Gerrit is the work of hundreds of contributors. We appreciate your help!
Please read the contribution guidelines.
Note that we do not accept Pull Requests via the Github mirror.
The IRC channel on freenode is #gerrit. An archive is available at: echelog.com.
The Developer Mailing list is repo-discuss on Google Groups.
Gerrit is provided under the Apache License 2.0.
Install Bazel and run the following:
git clone --recurse-submodules https://gerrit.googlesource.com/gerrit cd gerrit && bazel build release
The instruction how to configure GerritForge/BinTray repositories is here
On Debian/Ubuntu run:
apt-get update & apt-get install gerrit=<version>-<release>
NOTE: release is a counter that starts with 1 and indicates the number of packages that have been released with the same version of the software.
On CentOS/RedHat run:
yum clean all && yum install gerrit-<version>[-<release>]
On Fedora run:
dnf clean all && dnf install gerrit-<version>[-<release>]

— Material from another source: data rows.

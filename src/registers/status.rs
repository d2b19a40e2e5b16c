//! Main controller status registers

use core::convert::Infallible;

use bitflags::bitflags;
use regiface::{register, FromByteArray, ReadableRegister};

bitflags! {
    /// MC_STATE1 flags
    #[derive(Debug, Clone, Copy, PartialEq, Eq)]
    pub struct StatusFlags: u8 {
        /// RCO calibration completed successfully
        const RCO_CAL_OK = 0x10;
        /// Currently selected antenna
        const ANT_SEL = 0x08;
        /// TX FIFO is full
        const TX_FIFO_FULL = 0x04;
        /// RX FIFO is empty
        const RX_FIFO_EMPTY = 0x02;
        /// RCO calibrator error
        const ERROR_LOCK = 0x01;
    }
}

#[cfg(feature = "defmt")]
impl defmt::Format for StatusFlags {
    fn format(&self, f: defmt::Formatter) {
        defmt::write!(f, "StatusFlags({=u8:#04x})", self.bits())
    }
}

/// Main controller state (MC_STATE0.STATE)
#[derive(Debug, Clone, Copy, PartialEq, Eq)]
#[cfg_attr(feature = "defmt", derive(defmt::Format))]
pub enum State {
    Ready,
    Sleep,
    Standby,
    SleepNoFifo,
    Lock,
    Rx,
    SynthSetup,
    Tx,
    /// A transitional or undocumented state code
    Unknown(u8),
}

impl State {
    /// Decode the 7-bit MC_STATE0 state field
    pub fn from_code(code: u8) -> Self {
        match code {
            0x00 => Self::Ready,
            0x01 => Self::Sleep,
            0x02 => Self::Standby,
            0x03 => Self::SleepNoFifo,
            0x0C => Self::Lock,
            0x30 => Self::Rx,
            0x50 => Self::SynthSetup,
            0x5C => Self::Tx,
            other => Self::Unknown(other),
        }
    }

    /// 7-bit MC_STATE0 state field
    pub fn code(self) -> u8 {
        match self {
            Self::Ready => 0x00,
            Self::Sleep => 0x01,
            Self::Standby => 0x02,
            Self::SleepNoFifo => 0x03,
            Self::Lock => 0x0C,
            Self::Rx => 0x30,
            Self::SynthSetup => 0x50,
            Self::Tx => 0x5C,
            Self::Unknown(code) => code,
        }
    }
}

/// Main controller status MC_STATE1, MC_STATE0 (address: 0x8D)
///
/// Read only. Polled while waiting for a command strobe to take effect.
#[register(0x8Du8)]
#[derive(Debug, Clone, Copy, PartialEq, Eq, ReadableRegister)]
#[cfg_attr(feature = "defmt", derive(defmt::Format))]
pub struct McState {
    pub flags: StatusFlags,
    pub state: State,
    /// Crystal oscillator is running
    pub xo_on: bool,
}

impl FromByteArray for McState {
    type Error = Infallible;
    type Array = [u8; 2];

    fn from_bytes(bytes: Self::Array) -> Result<Self, Self::Error> {
        Ok(Self {
            flags: StatusFlags::from_bits_retain(bytes[0]),
            state: State::from_code((bytes[1] >> 1) & 0x7F),
            xo_on: bytes[1] & 0x01 != 0,
        })
    }
}
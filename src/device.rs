//! S2-LP SPI Device Interface
//!
//! This module provides the bus level interface to the S2-LP. Every SPI transaction
//! starts with a two byte header:
//! - `0x00 addr` followed by the bytes to write from `addr` upwards
//! - `0x01 addr` followed by the bytes to read from `addr` upwards
//! - `0x80 cmd` to issue a command strobe
//!
//! The `Device<SPI>` struct wraps an SPI interface and provides methods for:
//! - Reading and writing typed registers
//! - Reading and writing raw register ranges
//! - Sending command strobes
//!
//! # Example
//! ```no_run
//! use s2lp::{Device, registers::ChannelNumber};
//!
//! # fn example<SPI: embedded_hal::spi::SpiDevice>(spi: SPI) -> Result<(), regiface::errors::Error> {
//! let mut device = Device::new(spi);
//!
//! // Read a register
//! let channel: ChannelNumber = device.read_register()?;
//!
//! // Write a raw register range
//! device.write_registers(0x0D, &[channel.value + 1])?;
//! # Ok(())
//! # }
//! ```

use core::convert::Infallible;

use embedded_hal::spi::{Operation, SpiDevice};
use regiface::{
    errors::Error as RegifaceError, ByteArray, Command, ReadableRegister, WritableRegister,
};

const WRITE_HEADER: u8 = 0x00;
const READ_HEADER: u8 = 0x01;
const COMMAND_HEADER: u8 = 0x80;

/// Main device interface for the S2-LP radio.
///
/// This struct wraps an SPI interface and provides methods to interact with the radio.
pub struct Device<SPI> {
    spi: SPI,
}

impl<SPI> Device<SPI> {
    /// Creates a new Device instance wrapping the provided SPI interface.
    ///
    /// # Arguments
    /// * `spi` - An SPI interface implementing the required embedded-hal traits
    pub fn new(spi: SPI) -> Self {
        Self { spi }
    }

    /// Releases the underlying SPI device.
    ///
    /// This method consumes the Device instance and returns the wrapped SPI interface.
    pub fn release(self) -> SPI {
        self.spi
    }
}

impl<SPI> Device<SPI>
where
    SPI: SpiDevice,
{
    /// Reads a register value from the device.
    ///
    /// # Type Parameters
    /// * `R` - Register type implementing ReadableRegister with u8 ID
    ///
    /// # Errors
    /// * `RegifaceError::BusError` - SPI communication failed
    /// * `RegifaceError::DeserializationError` - Failed to parse register value
    pub fn read_register<R>(&mut self) -> Result<R, RegifaceError>
    where
        R: ReadableRegister<IdType = u8>,
    {
        let mut raw_value = R::Array::new();

        self.read_registers(R::id(), raw_value.as_mut())?;

        R::from_bytes(raw_value).map_err(|_| RegifaceError::DeserializationError)
    }

    /// Writes a value to a device register.
    ///
    /// # Errors
    /// * `RegifaceError::BusError` - SPI communication failed
    pub fn write_register<R>(&mut self, register: R) -> Result<(), RegifaceError>
    where
        R: WritableRegister<IdType = u8, Error = Infallible>,
    {
        let raw_value = register.to_bytes().unwrap_or_else(|e| match e {});

        self.write_registers(R::id(), raw_value.as_ref())
    }

    /// Reads consecutive registers starting at `address`.
    ///
    /// The S2-LP auto-increments the address, so `bytes.len()` registers are read.
    ///
    /// # Errors
    /// * `RegifaceError::BusError` - SPI communication failed
    pub fn read_registers(&mut self, address: u8, bytes: &mut [u8]) -> Result<(), RegifaceError> {
        let header = [READ_HEADER, address];

        self.spi
            .transaction(&mut [Operation::Write(&header), Operation::Read(bytes)])
            .map_err(|_| RegifaceError::BusError)
    }

    /// Writes consecutive registers starting at `address`.
    ///
    /// # Errors
    /// * `RegifaceError::BusError` - SPI communication failed
    pub fn write_registers(&mut self, address: u8, bytes: &[u8]) -> Result<(), RegifaceError> {
        let header = [WRITE_HEADER, address];

        self.spi
            .transaction(&mut [Operation::Write(&header), Operation::Write(bytes)])
            .map_err(|_| RegifaceError::BusError)
    }

    /// Sends a command strobe to the device.
    ///
    /// S2-LP commands carry no parameters and return nothing; the state change they
    /// trigger is observed through the MC_STATE registers.
    ///
    /// # Errors
    /// * `RegifaceError::BusError` - SPI communication failed
    pub fn send_command<C>(&mut self, _command: C) -> Result<(), RegifaceError>
    where
        C: Command<IdType = u8>,
    {
        let header = [COMMAND_HEADER, C::id()];

        self.spi
            .transaction(&mut [Operation::Write(&header)])
            .map_err(|_| RegifaceError::BusError)
    }
}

Docker images of Gerrit are available on DockerHub
To run a CentOS 7 based Gerrit image:
docker run -p 8080:8080 gerritforge/gerrit-centos7[:version]
To run a Ubuntu 15.04 based Gerrit image:
docker run -p 8080:8080 gerritforge/gerrit-ubuntu15.04[:version]
NOTE: release is optional. Last released package of the version is installed if the release number is omitted.